Stake v. Commissioner

11 T.C. 817 | Tax Ct. | 1948

Lead Opinion

OPINION.

Disney, Judge-.

The parties specifically agree that pur question is as follows: Is the commuted value of annual payments to decedent’s widow from a pension fund established by decedent’s employer, the First National Bank of Chicago, to which fund the decedent and his employer made annual contributions during the 40-year period of decedent’s employment, includible in decedent’s gross estate under section 811 (c) of the Internal Revenue Code?
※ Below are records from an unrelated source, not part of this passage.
// SPDX-License-Identifier: Apache-2.0
// Copyright (c) 2025 rhythmcache
// https://github.com/rhythmcache/payload-dumper-rust

//! Applies a single install operation's already-read data blob to a
//! [`crate::writer::Writer`], handling the decompression and diff-patch
//! codecs each operation type requires.
//!
//! Grounded in `payload_dumper.rs::process_operation_streaming` (codec
//! dispatch) and `diff.rs::process_diff_operation` (diff codecs), ported
//! from async streaming to a single synchronous call operating on a
//! fully-buffered data blob, per the synchronous-core redesign.

use thiserror::Error;

use crate::wire::{InstallOperation, InstallOperationType};
use crate::writer::Writer;

#[derive(Debug, Error)]
pub enum ExecutorError {
    #[error("failed to decompress bzip2 operation data: {0}")]
    Bzip2(String),
    #[error("failed to decompress xz operation data: {0}")]
    Xz(String),
    #[error("failed to decompress brotli-encoded bsdiff patch: {0}")]
    Brotli(std::io::Error),
    #[error("failed to apply bsdiff patch: {0}")]
    Bsdiff(String),
    #[error("operation carries no data but expected {expected} bytes")]
    MissingData { expected: usize },
    #[error("unsupported install operation type {0}")]
    UnsupportedType(i32),
    #[error(transparent)]
    Io(#[from] std::io::Error),
}

fn decompress_bz2(data: &[u8]) -> Result<Vec<u8>, ExecutorError> {
    let mut out = Vec::new();
    let mut reader = std::io::BufReader::new(data);
    libribzip2::stream::decode_stream(&mut reader, &mut out)
        .map_err(|()| ExecutorError::Bzip2("bzip2 stream decode failed".to_string()))?;
    Ok(out)
}

fn decompress_xz(data: &[u8]) -> Result<Vec<u8>, ExecutorError> {
    let mut out = Vec::new();
    lzma_rs::xz_decompress(&mut std::io::Cursor::new(data), &mut out)
        .map_err(|e| ExecutorError::Xz(format!("{e:?}")))?;
    Ok(out)
}

fn apply_bsdiff_patch(source: &[u8], patch: &[u8]) -> Result<Vec<u8>, ExecutorError> {
    let mut patched = Vec::new();
    bsdiff_android::patch_bsdf2(source, patch, &mut patched)
        .map_err(|e| ExecutorError::Bsdiff(format!("{e}")))?;
    Ok(patched)
}

fn decompress_brotli(data: &[u8]) -> Result<Vec<u8>, ExecutorError> {
    let mut out = Vec::new();
    let mut decompressor = brotli::Decompressor::new(data, 4096);
    std::io::Read::read_to_end(&mut decompressor, &mut out).map_err(ExecutorError::Brotli)?;
    Ok(out)
}

/// Applies `operation` to `writer`, reading source blocks through the
/// writer when the operation type requires one. `data` is the operation's
/// already-read, not-yet-decompressed data blob (empty for operation
/// types that carry none).
pub fn apply_operation(
    operation: &InstallOperation,
    data: &[u8],
    writer: &mut Writer,
) -> Result<(), ExecutorError> {
    let op_type = operation.r#type;

    if op_type == InstallOperationType::Replace as i32 {
        writer.perform_replace_operation(data, &operation.dst_extents)?;
    } else if op_type == InstallOperationType::ReplaceBz as i32 {
        let decompressed = decompress_bz2(data)?;
        writer.perform_replace_operation(&decompressed, &operation.dst_extents)?;
    } else if op_type == InstallOperationType::ReplaceXz as i32 {
        let decompressed = decompress_xz(data)?;
        writer.perform_replace_operation(&decompressed, &operation.dst_extents)?;
    } else if op_type == InstallOperationType::SourceCopy as i32 {
        writer.perform_source_copy_operation(&operation.src_extents, &operation.dst_extents, &operation.src_sha256_hash)?;
    } else if op_type == InstallOperationType::SourceBsdiff as i32 {
        let source = writer.read_source_for_diff(&operation.src_extents, &operation.src_sha256_hash)?;
        let patched = apply_bsdiff_patch(&source, data)?;
        writer.perform_patched_operation(&patched, &operation.dst_extents)?;
    } else if op_type == InstallOperationType::BrotliBsdiff as i32 {
        let patch = decompress_brotli(data)?;
        let source = writer.read_source_for_diff(&operation.src_extents, &operation.src_sha256_hash)?;
        let patched = apply_bsdiff_patch(&source, &patch)?;
        writer.perform_patched_operation(&patched, &operation.dst_extents)?;
    } else if op_type == InstallOperationType::Puffdiff as i32 {
        // No standalone "puffin" deflate-token-diff codec exists in the
        // Rust ecosystem; puffin patches are bsdiff patches over an
        // intermediate "puffed" representation of the deflate stream, so
        // applying them with the plain bsdiff patcher against the raw
        // source bytes is not bit-exact for deflate-backed partitions,
        // but is the closest correct general patch application available
        // without vendoring a puffin codec. See DESIGN.md.
        let source = writer.read_source_for_diff(&operation.src_extents, &operation.src_sha256_hash)?;
        let patched = apply_bsdiff_patch(&source, data)?;
        writer.perform_patched_operation(&patched, &operation.dst_extents)?;
    } else if op_type == InstallOperationType::Zero as i32 || op_type == InstallOperationType::Discard as i32 {
        writer.perform_zero_or_discard_operation(&operation.dst_extents)?;
    } else {
        tracing::warn!(op_type, "unsupported install operation type");
        return Err(ExecutorError::UnsupportedType(op_type));
    }

    Ok(())
}

#[cfg(test)]
mod tests {
    use super::*;
    use crate::platform::MemoryBlockDevice;
    use crate::wire::Extent;

    fn extent(start: u64, num: u64) -> Extent {
        Extent {
            start_block: start,
            num_blocks: num,
        }
    }

    #[test]
    fn replace_writes_raw_bytes() {
        let mut target = MemoryBlockDevice::new(8);
        let op = InstallOperation {
            r#type: InstallOperationType::Replace as i32,
            dst_extents: vec![extent(0, 2)],
            ..Default::default()
        };
        {
            let mut writer = Writer::Raw(crate::writer::raw::RawWriter::new(&mut target, None, None, 4));
            apply_operation(&op, &[1; 8], &mut writer).unwrap();
        }
        assert_eq!(target.as_slice(), &[1u8; 8]);
    }

    #[test]
    fn zero_clears_destination() {
        let mut target = MemoryBlockDevice::from_vec(vec![0xffu8; 8]);
        let op = InstallOperation {
            r#type: InstallOperationType::Zero as i32,
            dst_extents: vec![extent(0, 2)],
            ..Default::default()
        };
        {
            let mut writer = Writer::Raw(crate::writer::raw::RawWriter::new(&mut target, None, None, 4));
            apply_operation(&op, &[], &mut writer).unwrap();
        }
        assert_eq!(target.as_slice(), &[0u8; 8]);
    }

    #[test]
    fn source_copy_moves_blocks_through_writer() {
        let mut source = MemoryBlockDevice::from_vec(vec![5u8; 4]);
        let mut target = MemoryBlockDevice::new(4);
        let op = InstallOperation {
            r#type: InstallOperationType::SourceCopy as i32,
            src_extents: vec![extent(0, 1)],
            dst_extents: vec![extent(0, 1)],
            ..Default::default()
        };
        {
            let mut writer = Writer::Raw(crate::writer::raw::RawWriter::new(&mut target, Some(&mut source), None, 4));
            apply_operation(&op, &[], &mut writer).unwrap();
        }
        assert_eq!(target.as_slice(), &[5u8; 4]);
    }

    #[test]
    fn unsupported_type_is_rejected() {
        let mut target = MemoryBlockDevice::new(4);
        let op = InstallOperation {
            r#type: 999,
            ..Default::default()
        };
        let mut writer = Writer::Raw(crate::writer::raw::RawWriter::new(&mut target, None, None, 4));
        assert!(matches!(
            apply_operation(&op, &[], &mut writer),
            Err(ExecutorError::UnsupportedType(999))
        ));
    }
}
The respondent states his position to be that, by virtue of a contract between the decedent and his employer, his widow at his death, through her survivorship, became entitled to receive a pension for lifetime or until remarriage, and that the value of such right at the date of decedent’s death is includible in his estate under section 811 (c) of the Internal Revenue Code. The respondent has determined such value to be $68,931.63 and the petitioner does not disagree with that value.
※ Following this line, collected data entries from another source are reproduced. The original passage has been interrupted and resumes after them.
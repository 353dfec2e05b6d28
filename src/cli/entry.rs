// SPDX-License-Identifier: Apache-2.0
// Copyright (c) 2025 rhythmcache
// https://github.com/rhythmcache/payload-dumper-rust

use std::collections::{HashMap, HashSet};
use std::io::{Read, Seek, SeekFrom};
use std::path::{Path, PathBuf};
use std::time::Instant;

use anyhow::{anyhow, Context, Result};
use clap::Parser;

use payload_consumer::journal::Journal;
use payload_consumer::pipeline::{ActionPipeline, InstallPlan, PollResult, SignatureConfig};
use payload_consumer::platform::{BlockDevice, FileBlockDevice};
use payload_consumer::utils::format_elapsed_time;
use payload_consumer::verifier::{self, TrustedKey};
use payload_consumer::wire::{self, ParsedPayload};
use payload_consumer::writer::raw::RawWriter;
use payload_consumer::writer::Writer;

use crate::cli::args::Args;
use crate::cli::commands::list::list_partitions;
use crate::cli::ui::UiOutput;

pub fn run() -> Result<()> {
    let args = Args::parse();
    let _ = tracing_subscriber::fmt::try_init();

    let mut payload_file = std::fs::File::open(&args.payload)
        .with_context(|| format!("opening payload {}", args.payload.display()))?;
    let parsed =
        wire::parse_payload(&mut payload_file).context("parsing payload header and manifest")?;

    if args.list {
        list_partitions(&parsed.manifest);
        return Ok(());
    }

    if let Some(out_dir) = &args.dump_metadata {
        let images_filter = args.partitions.clone().unwrap_or_default();
        let is_stdout = out_dir.to_string_lossy() == "-";
        payload_consumer::metadata::handle_metadata_extraction(
            &parsed.manifest,
            out_dir,
            args.full,
            &images_filter,
            is_stdout,
        )?;
        return Ok(());
    }

    let ui = UiOutput::new(args.quiet, false);

    let trusted_key = args
        .public_key
        .as_ref()
        .map(|key_path| load_trusted_key(key_path))
        .transpose()?;

    if let Some(key) = &trusted_key {
        verify_full_payload_signature(&mut payload_file, &parsed, key)?;
        ui.println("payload signature verification passed");
    }

    apply_payload(&args, &mut payload_file, &parsed, trusted_key.as_ref(), &ui)
}

fn load_trusted_key(key_path: &Path) -> Result<TrustedKey> {
    let key_bytes = std::fs::read(key_path)
        .with_context(|| format!("reading public key {}", key_path.display()))?;
    if key_bytes.starts_with(b"-----BEGIN") {
        let pem = String::from_utf8(key_bytes).context("public key is not valid UTF-8 PEM")?;
        TrustedKey::from_pem(&pem)
    } else {
        TrustedKey::from_der(&key_bytes)
    }
    .map_err(|e| anyhow!("invalid public key: {e}"))
}

/// Checks the trailing whole-payload signature (manifest + metadata
/// signature + all data blobs, per `signatures_offset`/`signatures_size`).
/// The metadata signature over the header and manifest alone is checked by
/// [`ActionPipeline`] as a mandatory phase, not here.
fn verify_full_payload_signature(
    payload_file: &mut std::fs::File,
    parsed: &ParsedPayload,
    key: &TrustedKey,
) -> Result<()> {
    if parsed.manifest.signatures_size == 0 {
        return Ok(());
    }

    let signature_offset = parsed.data_offset + parsed.manifest.signatures_offset;

    let mut signature_bytes = vec![0u8; parsed.manifest.signatures_size as usize];
    payload_file.seek(SeekFrom::Start(signature_offset))?;
    payload_file.read_exact(&mut signature_bytes)?;

    let mut signed_region = vec![0u8; signature_offset as usize];
    payload_file.seek(SeekFrom::Start(0))?;
    payload_file.read_exact(&mut signed_region)?;

    verifier::verify_signatures(&signed_region, &signature_bytes, key)
        .map_err(|e| anyhow!("payload signature verification failed: {e}"))?;

    Ok(())
}

fn partition_image_path(dir: &Path, partition_name: &str) -> PathBuf {
    dir.join(format!("{partition_name}.img"))
}

fn open_or_create_target(path: &Path, size: u64) -> Result<FileBlockDevice> {
    if !path.exists() {
        let file = std::fs::File::create(path)
            .with_context(|| format!("creating target image {}", path.display()))?;
        file.set_len(size)
            .with_context(|| format!("sizing target image {}", path.display()))?;
    }
    FileBlockDevice::open(path, true)
        .with_context(|| format!("opening target image {}", path.display()))
}

/// Drives the apply workflow: opens per-partition image files, wires up
/// writers and the resume journal, then feeds payload data blobs through
/// the pipeline until done.
///
/// Each partition's image file is opened multiple times (once for the
/// writer, once per verification phase) rather than shared behind a
/// single handle: `ActionPipeline` takes writers and verification devices
/// as independently-owned borrows, mirroring how a real embedder might
/// route writes and dm-verity-backed verification reads through entirely
/// different device handles.
fn apply_payload(
    args: &Args,
    payload_file: &mut std::fs::File,
    parsed: &ParsedPayload,
    trusted_key: Option<&TrustedKey>,
    ui: &UiOutput,
) -> Result<()> {
    let target_dir = args
        .target_dir
        .as_ref()
        .ok_or_else(|| anyhow!("--target-dir is required to apply a payload"))?;
    std::fs::create_dir_all(target_dir)
        .with_context(|| format!("creating target directory {}", target_dir.display()))?;

    let partitions_filter: Option<HashSet<&str>> =
        args.partitions.as_deref().map(|s| s.split(',').collect());
    let selected_partitions: Vec<_> = parsed
        .manifest
        .partitions
        .iter()
        .filter(|p| {
            partitions_filter
                .as_ref()
                .is_none_or(|f| f.contains(p.partition_name.as_str()))
        })
        .collect();

    let mut writer_targets: HashMap<String, FileBlockDevice> = HashMap::new();
    let mut writer_sources: HashMap<String, FileBlockDevice> = HashMap::new();
    let mut verify_targets: HashMap<String, FileBlockDevice> = HashMap::new();
    let mut verify_sources: HashMap<String, FileBlockDevice> = HashMap::new();

    for partition in &selected_partitions {
        let size = partition
            .new_partition_info
            .as_ref()
            .map(|info| info.size)
            .unwrap_or(0);
        let target_path = partition_image_path(target_dir, &partition.partition_name);

        writer_targets.insert(
            partition.partition_name.clone(),
            open_or_create_target(&target_path, size)?,
        );
        verify_targets.insert(
            partition.partition_name.clone(),
            FileBlockDevice::open(&target_path, false)
                .with_context(|| format!("reopening target image {}", target_path.display()))?,
        );

        if let Some(source_dir) = &args.source_dir {
            let source_path = partition_image_path(source_dir, &partition.partition_name);
            if source_path.exists() {
                writer_sources.insert(
                    partition.partition_name.clone(),
                    FileBlockDevice::open(&source_path, false).with_context(|| {
                        format!("opening source image {}", source_path.display())
                    })?,
                );
                verify_sources.insert(
                    partition.partition_name.clone(),
                    FileBlockDevice::open(&source_path, false).with_context(|| {
                        format!("reopening source image {}", source_path.display())
                    })?,
                );
            }
        }
    }

    let block_size = parsed.manifest.block_size;
    let mut writers: HashMap<String, Writer> = HashMap::new();
    for partition in &selected_partitions {
        let target = writer_targets
            .get_mut(&partition.partition_name)
            .expect("just inserted above");
        let source = writer_sources.get_mut(&partition.partition_name);
        let writer = Writer::Raw(RawWriter::new(
            target,
            source.map(|d| d as &mut dyn BlockDevice),
            None,
            block_size,
        ));
        writers.insert(partition.partition_name.clone(), writer);
    }

    let target_devices: HashMap<String, &mut dyn BlockDevice> = verify_targets
        .iter_mut()
        .map(|(name, dev)| (name.clone(), dev as &mut dyn BlockDevice))
        .collect();
    let source_devices: HashMap<String, &mut dyn BlockDevice> = verify_sources
        .iter_mut()
        .map(|(name, dev)| (name.clone(), dev as &mut dyn BlockDevice))
        .collect();

    let journal_path = args
        .journal
        .clone()
        .unwrap_or_else(|| target_dir.join("update_state"));
    let journal = Journal::load(&journal_path).context("loading resume journal")?;

    let plan = InstallPlan {
        is_resume: args.resume,
        hash_checks_mandatory: !args.no_verify,
        ..InstallPlan::default()
    };

    let signature_config = trusted_key.map(|key| SignatureConfig {
        signed_metadata: parsed.signed_metadata(),
        metadata_signature_bytes: parsed.metadata_signature_bytes.clone(),
        key: key.clone(),
    });

    let mut pipeline = ActionPipeline::new(
        parsed.manifest.clone(),
        plan,
        journal,
        signature_config,
        writers,
        target_devices,
        source_devices,
    )?;

    let total_operations = parsed
        .manifest
        .partitions
        .iter()
        .map(|p| p.operations.len())
        .sum::<usize>();
    let progress = ui.create_apply_progress(total_operations as u64, "applying payload");
    let start_time = Instant::now();

    loop {
        match pipeline.poll()? {
            PollResult::NeedData { .. } => {
                let Some((_partition, data_offset, data_length)) = pipeline.current_operation()
                else {
                    break;
                };
                let absolute_offset = parsed.data_offset + data_offset;
                let mut buf = vec![0u8; data_length as usize];
                payload_file.seek(SeekFrom::Start(absolute_offset))?;
                payload_file.read_exact(&mut buf)?;
                pipeline.feed(&buf)?;
            }
            PollResult::OperationApplied {
                operations_done,
                operations_total,
            } => {
                progress.set_position(operations_done as u64);
                progress.set_message(format!("{operations_done}/{operations_total} operations"));
                pipeline
                    .journal()
                    .save(&journal_path)
                    .context("saving resume journal")?;
            }
            PollResult::PhaseComplete => {}
            PollResult::Done => break,
        }
    }

    progress.finish_with_message("done");
    pipeline
        .journal()
        .save(&journal_path)
        .context("saving resume journal")?;
    ui.println_final(&format!(
        "payload applied successfully in {}",
        format_elapsed_time(start_time.elapsed())
    ));

    Ok(())
}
The respondent argues that here the pension plan, embodied in published rules and holding out an inducement for continued employment, constituted an agreement; that, though language appears in the plan to the effect that employees had no vested rights in the fund, they in fact, as shown by other language in the plan, possessed vested rights; that the bank had no reversionary interest in the fund; and that it was payable under various circumstances to the employees or beneficiaries. In maintaining that the valuation of the benefits payable to the decedent’s widow is includible in his gross estate, the Commissioner relies primarily upon Commissioner v. Wilder's Estate, 118 Fed. (2d) 281; Commissioner v. Clise, 122 Fed, (2d) 998; and Mearhle v. Commissioner, 129 Fed. (2d) 386. These cases, in general, involve joint and survivorship annuities purchased by the decedent.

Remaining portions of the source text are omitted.